## REQUIRED ACTION
Filter the entries for lines with the word "Deserialize".
** Opening TASK MATERIAL block **
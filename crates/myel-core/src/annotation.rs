//! Canonical editing state: committed contours, strokes and counters.
//!
//! [`Annotations`] is everything undo/redo and session files care
//! about. Derived data (the selection pool, pairing) is never stored
//! here.

use serde::{Deserialize, Serialize};

use crate::geometry::Contour;
use crate::types::Point;

/// The four contour categories a selection can be committed to.
#[derive(Debug, Clone, Copy, PartialEq, Eq, Hash, PartialOrd, Ord, Serialize, Deserialize)]
pub enum Category {
    /// Innermost boundary of a fiber.
    Axon,
    /// Inner boundary of the myelin sheath.
    InnerMyelin,
    /// Outer boundary of the myelin sheath.
    OuterMyelin,
    /// Anything else worth measuring.
    Misc,
}

impl Category {
    /// All categories in storage order.
    pub const ALL: [Self; 4] = [Self::Axon, Self::InnerMyelin, Self::OuterMyelin, Self::Misc];

    /// The three categories that make up a fiber.
    pub const FIBER: [Self; 3] = [Self::Axon, Self::InnerMyelin, Self::OuterMyelin];

    /// Key used in session files.
    #[must_use]
    pub const fn key(self) -> &'static str {
        match self {
            Self::Axon => "axon",
            Self::InnerMyelin => "inner myelin",
            Self::OuterMyelin => "outer myelin",
            Self::Misc => "misc",
        }
    }

    /// Parse a session key, including the keys written by old versions.
    #[must_use]
    pub fn from_key(key: &str) -> Option<Self> {
        match key {
            "axon" | "Axon" => Some(Self::Axon),
            "inner myelin" | "Myelin_In" => Some(Self::InnerMyelin),
            "outer myelin" | "Myelin_Out" => Some(Self::OuterMyelin),
            "misc" => Some(Self::Misc),
            _ => None,
        }
    }

    /// Whether `key` is one of the pre-1.0 key spellings.
    #[must_use]
    pub fn is_legacy_key(key: &str) -> bool {
        matches!(key, "Axon" | "Myelin_In" | "Myelin_Out")
    }

    const fn index(self) -> usize {
        match self {
            Self::Axon => 0,
            Self::InnerMyelin => 1,
            Self::OuterMyelin => 2,
            Self::Misc => 3,
        }
    }
}

impl std::fmt::Display for Category {
    fn fmt(&self, f: &mut std::fmt::Formatter<'_>) -> std::fmt::Result {
        f.write_str(self.key())
    }
}

/// Committed contours per category, in selection order.
#[derive(Debug, Clone, PartialEq, Eq, Default)]
pub struct ContourStore([Vec<Contour>; 4]);

impl ContourStore {
    /// Create an empty store.
    #[must_use]
    pub fn new() -> Self {
        Self::default()
    }

    /// Contours committed to `category`.
    #[must_use]
    pub fn get(&self, category: Category) -> &[Contour] {
        &self.0[category.index()]
    }

    /// Replace every contour of `category`.
    pub fn set(&mut self, category: Category, contours: Vec<Contour>) {
        self.0[category.index()] = contours;
    }

    /// Append a contour to `category`.
    pub fn push(&mut self, category: Category, contour: Contour) {
        self.0[category.index()].push(contour);
    }

    /// Remove the contour at `index` of `category`.
    pub fn remove(&mut self, category: Category, index: usize) -> Option<Contour> {
        let list = &mut self.0[category.index()];
        (index < list.len()).then(|| list.remove(index))
    }

    /// Keep only contours for which `keep` returns `true`, across all
    /// categories. Returns how many were dropped.
    pub fn retain(&mut self, mut keep: impl FnMut(Category, &Contour) -> bool) -> usize {
        let mut dropped = 0;
        for category in Category::ALL {
            let list = &mut self.0[category.index()];
            let before = list.len();
            list.retain(|c| keep(category, c));
            dropped += before - list.len();
        }
        dropped
    }

    /// Iterate `(category, contour)` in storage order.
    pub fn iter(&self) -> impl Iterator<Item = (Category, &Contour)> {
        Category::ALL
            .into_iter()
            .flat_map(move |cat| self.get(cat).iter().map(move |c| (cat, c)))
    }

    /// Total number of committed contours.
    #[must_use]
    pub fn len(&self) -> usize {
        self.0.iter().map(Vec::len).sum()
    }

    /// Returns `true` if nothing is committed.
    #[must_use]
    pub fn is_empty(&self) -> bool {
        self.0.iter().all(Vec::is_empty)
    }
}

/// How a stroke affects the binary mask.
#[derive(Debug, Clone, Copy, PartialEq, Eq, Hash)]
pub enum StrokeColor {
    /// Painted as foreground (white), separating regions.
    Cut,
    /// Painted as background (black), joining regions.
    Draw,
}

impl StrokeColor {
    /// Mask intensity the stroke is burned with.
    #[must_use]
    pub const fn intensity(self) -> u8 {
        match self {
            Self::Cut => 255,
            Self::Draw => 0,
        }
    }

    /// Three-channel colour as stored in session files.
    #[must_use]
    pub const fn channels(self) -> [u8; 3] {
        let v = self.intensity();
        [v, v, v]
    }

    /// Decode a stored colour. Bright colours are cuts, dark are draws.
    #[must_use]
    pub fn from_channels(channels: [u8; 3]) -> Self {
        let sum: u32 = channels.iter().map(|&c| u32::from(c)).sum();
        if sum >= 3 * 128 { Self::Cut } else { Self::Draw }
    }
}

/// Geometry of a stroke.
#[derive(Debug, Clone, PartialEq, Eq)]
pub enum StrokePath {
    /// Points recorded while dragging.
    Freehand(Vec<Point>),
    /// A segment between two shift-clicks.
    Straight(Point, Point),
}

impl StrokePath {
    /// The polyline vertices, in drawing order.
    #[must_use]
    pub fn points(&self) -> Vec<Point> {
        match self {
            Self::Freehand(points) => points.clone(),
            Self::Straight(a, b) => vec![*a, *b],
        }
    }
}

/// A cut or draw annotation burned into the mask before tracing.
#[derive(Debug, Clone, PartialEq, Eq)]
pub struct Stroke {
    /// Line width in working pixels.
    pub thickness: u32,
    /// Cut or draw.
    pub color: StrokeColor,
    /// Where the stroke goes.
    pub path: StrokePath,
}

/// A point marker tagged with a counting group.
#[derive(Debug, Clone, PartialEq, Eq, Serialize, Deserialize)]
pub struct Counter {
    /// Where the marker sits.
    pub position: Point,
    /// Group label, e.g. `"Myelinated Axons"`.
    pub group: String,
}

/// All user-authored state that undo, redo and sessions capture.
#[derive(Debug, Clone, PartialEq, Eq, Default)]
pub struct Annotations {
    /// Committed contours.
    pub contours: ContourStore,
    /// Cut and draw strokes, in drawing order.
    pub strokes: Vec<Stroke>,
    /// Count markers, in placement order.
    pub counters: Vec<Counter>,
}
** Closing TASK MATERIAL block **
## OUTPUT
use serde::{Deserialize, Serialize};
#[derive(Debug, Clone, Copy, PartialEq, Eq, Hash, PartialOrd, Ord, Serialize, Deserialize)]
#[derive(Debug, Clone, PartialEq, Eq, Serialize, Deserialize)]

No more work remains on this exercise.